(Stored items)
____
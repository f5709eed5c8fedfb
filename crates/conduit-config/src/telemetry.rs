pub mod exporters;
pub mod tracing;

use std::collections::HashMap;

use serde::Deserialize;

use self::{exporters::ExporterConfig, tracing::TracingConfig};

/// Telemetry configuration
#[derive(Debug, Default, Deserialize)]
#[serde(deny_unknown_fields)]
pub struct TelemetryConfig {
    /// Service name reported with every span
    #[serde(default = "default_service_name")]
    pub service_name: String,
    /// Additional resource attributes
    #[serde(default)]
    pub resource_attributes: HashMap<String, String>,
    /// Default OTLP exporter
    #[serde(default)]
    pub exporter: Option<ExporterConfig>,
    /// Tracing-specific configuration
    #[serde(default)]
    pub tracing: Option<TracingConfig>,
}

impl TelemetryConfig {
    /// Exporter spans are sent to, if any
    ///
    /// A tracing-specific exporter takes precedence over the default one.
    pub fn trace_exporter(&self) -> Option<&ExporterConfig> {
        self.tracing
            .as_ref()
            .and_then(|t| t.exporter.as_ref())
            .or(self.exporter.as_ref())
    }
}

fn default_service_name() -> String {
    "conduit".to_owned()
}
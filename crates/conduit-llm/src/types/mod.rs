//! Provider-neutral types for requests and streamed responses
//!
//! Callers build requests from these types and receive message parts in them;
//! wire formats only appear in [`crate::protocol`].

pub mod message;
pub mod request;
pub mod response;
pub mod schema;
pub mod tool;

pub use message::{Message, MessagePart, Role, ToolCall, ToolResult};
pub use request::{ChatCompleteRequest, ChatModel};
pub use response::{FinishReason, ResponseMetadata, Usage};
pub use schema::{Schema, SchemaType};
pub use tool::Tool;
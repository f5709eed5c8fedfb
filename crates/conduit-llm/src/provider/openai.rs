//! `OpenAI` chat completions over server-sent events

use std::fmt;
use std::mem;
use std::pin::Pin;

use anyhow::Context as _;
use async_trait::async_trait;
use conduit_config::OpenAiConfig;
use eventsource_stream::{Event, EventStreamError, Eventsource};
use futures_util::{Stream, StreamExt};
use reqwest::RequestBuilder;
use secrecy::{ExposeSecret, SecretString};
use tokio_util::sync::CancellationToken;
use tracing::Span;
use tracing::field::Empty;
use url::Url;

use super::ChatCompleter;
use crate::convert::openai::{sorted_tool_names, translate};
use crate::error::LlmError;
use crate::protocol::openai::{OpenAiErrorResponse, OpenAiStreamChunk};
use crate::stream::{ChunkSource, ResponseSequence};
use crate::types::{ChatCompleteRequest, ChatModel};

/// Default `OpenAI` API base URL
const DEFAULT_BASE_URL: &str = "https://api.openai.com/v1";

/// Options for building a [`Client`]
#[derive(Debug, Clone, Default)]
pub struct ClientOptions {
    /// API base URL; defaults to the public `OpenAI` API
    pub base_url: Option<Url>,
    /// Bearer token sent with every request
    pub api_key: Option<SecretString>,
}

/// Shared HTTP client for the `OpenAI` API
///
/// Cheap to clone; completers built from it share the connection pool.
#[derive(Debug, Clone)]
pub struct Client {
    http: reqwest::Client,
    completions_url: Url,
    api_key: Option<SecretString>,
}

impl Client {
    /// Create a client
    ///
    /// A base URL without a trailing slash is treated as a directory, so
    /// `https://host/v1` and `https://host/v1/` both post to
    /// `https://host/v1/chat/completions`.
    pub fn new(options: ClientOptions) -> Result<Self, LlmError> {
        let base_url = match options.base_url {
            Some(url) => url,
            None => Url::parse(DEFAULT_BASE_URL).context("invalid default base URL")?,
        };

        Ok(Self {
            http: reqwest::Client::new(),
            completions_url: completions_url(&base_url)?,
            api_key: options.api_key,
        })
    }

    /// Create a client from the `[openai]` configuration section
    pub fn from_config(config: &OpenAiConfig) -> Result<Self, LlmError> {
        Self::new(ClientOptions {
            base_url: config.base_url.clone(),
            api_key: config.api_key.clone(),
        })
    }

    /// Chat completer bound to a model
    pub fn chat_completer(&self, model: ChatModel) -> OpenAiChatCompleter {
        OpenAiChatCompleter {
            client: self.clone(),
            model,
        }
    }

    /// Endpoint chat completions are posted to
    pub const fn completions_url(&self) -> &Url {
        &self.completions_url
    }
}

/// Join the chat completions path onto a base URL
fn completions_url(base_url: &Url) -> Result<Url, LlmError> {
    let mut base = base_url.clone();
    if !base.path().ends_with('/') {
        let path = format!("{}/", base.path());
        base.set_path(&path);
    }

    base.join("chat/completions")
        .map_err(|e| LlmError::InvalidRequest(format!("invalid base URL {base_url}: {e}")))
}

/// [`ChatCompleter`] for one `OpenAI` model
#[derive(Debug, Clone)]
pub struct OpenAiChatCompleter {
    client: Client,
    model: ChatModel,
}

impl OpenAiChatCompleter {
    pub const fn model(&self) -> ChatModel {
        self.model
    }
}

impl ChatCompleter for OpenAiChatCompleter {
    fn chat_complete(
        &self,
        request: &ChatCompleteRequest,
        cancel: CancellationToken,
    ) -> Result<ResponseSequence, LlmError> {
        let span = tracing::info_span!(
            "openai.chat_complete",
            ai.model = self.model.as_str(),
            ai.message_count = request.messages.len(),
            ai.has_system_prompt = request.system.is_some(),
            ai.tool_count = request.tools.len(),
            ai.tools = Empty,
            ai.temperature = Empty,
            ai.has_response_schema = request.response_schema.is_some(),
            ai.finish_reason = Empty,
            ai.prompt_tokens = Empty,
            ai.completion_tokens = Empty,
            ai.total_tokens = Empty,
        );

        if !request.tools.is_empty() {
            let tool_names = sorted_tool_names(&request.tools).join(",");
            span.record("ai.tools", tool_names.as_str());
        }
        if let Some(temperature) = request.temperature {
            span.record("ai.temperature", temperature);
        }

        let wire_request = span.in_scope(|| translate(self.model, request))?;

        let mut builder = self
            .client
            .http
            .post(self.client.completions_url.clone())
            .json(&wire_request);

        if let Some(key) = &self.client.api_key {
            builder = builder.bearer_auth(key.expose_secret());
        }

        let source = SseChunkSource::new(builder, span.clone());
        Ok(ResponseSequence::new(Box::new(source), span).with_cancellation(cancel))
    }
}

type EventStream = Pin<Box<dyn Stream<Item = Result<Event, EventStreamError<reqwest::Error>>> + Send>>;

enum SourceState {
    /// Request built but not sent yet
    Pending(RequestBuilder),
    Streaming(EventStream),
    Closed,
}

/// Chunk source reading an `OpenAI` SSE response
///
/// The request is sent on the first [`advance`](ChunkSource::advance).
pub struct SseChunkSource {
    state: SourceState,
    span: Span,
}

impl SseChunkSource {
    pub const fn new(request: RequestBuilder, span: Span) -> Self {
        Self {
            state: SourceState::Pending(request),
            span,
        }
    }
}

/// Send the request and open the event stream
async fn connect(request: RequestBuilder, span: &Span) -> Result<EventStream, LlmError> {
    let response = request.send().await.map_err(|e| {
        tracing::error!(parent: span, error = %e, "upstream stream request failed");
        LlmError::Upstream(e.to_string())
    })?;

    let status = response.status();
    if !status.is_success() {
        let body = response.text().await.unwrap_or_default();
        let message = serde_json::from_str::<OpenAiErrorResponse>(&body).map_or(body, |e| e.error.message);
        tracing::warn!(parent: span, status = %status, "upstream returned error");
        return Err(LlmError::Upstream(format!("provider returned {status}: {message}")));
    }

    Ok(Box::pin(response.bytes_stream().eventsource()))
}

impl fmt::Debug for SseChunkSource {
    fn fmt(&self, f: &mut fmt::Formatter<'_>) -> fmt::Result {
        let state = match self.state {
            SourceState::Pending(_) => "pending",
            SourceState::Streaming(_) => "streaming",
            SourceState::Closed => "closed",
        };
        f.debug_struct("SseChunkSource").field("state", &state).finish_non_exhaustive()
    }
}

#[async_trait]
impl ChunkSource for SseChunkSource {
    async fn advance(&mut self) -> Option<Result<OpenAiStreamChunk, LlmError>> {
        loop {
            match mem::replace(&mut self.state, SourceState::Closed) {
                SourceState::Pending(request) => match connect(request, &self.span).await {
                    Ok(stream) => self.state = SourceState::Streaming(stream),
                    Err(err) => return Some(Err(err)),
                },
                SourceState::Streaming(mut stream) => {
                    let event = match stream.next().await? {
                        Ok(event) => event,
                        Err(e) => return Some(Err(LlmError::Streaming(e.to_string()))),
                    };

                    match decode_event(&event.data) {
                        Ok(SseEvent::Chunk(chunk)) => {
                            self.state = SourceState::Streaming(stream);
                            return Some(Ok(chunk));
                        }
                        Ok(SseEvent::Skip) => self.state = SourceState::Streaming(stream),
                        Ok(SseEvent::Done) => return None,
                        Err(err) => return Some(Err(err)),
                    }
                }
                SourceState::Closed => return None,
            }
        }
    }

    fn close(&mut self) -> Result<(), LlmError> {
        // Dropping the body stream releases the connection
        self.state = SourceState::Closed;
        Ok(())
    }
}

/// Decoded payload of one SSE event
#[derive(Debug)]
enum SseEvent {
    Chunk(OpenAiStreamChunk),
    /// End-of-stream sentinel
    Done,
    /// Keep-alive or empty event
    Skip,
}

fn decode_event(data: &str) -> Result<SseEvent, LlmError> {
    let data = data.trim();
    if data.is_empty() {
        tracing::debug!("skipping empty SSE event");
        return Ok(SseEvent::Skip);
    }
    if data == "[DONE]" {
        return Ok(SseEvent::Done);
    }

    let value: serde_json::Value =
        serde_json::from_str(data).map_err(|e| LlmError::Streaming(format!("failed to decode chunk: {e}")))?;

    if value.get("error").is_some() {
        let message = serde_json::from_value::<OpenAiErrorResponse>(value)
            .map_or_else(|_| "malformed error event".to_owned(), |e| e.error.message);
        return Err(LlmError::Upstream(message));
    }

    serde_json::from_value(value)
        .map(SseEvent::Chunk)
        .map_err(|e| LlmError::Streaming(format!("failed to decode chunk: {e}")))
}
____
What you should do
All lines above containing the string "HashMap": copy each one.

Result for this task
use std::collections::HashMap;
    pub resource_attributes: HashMap<String, String>,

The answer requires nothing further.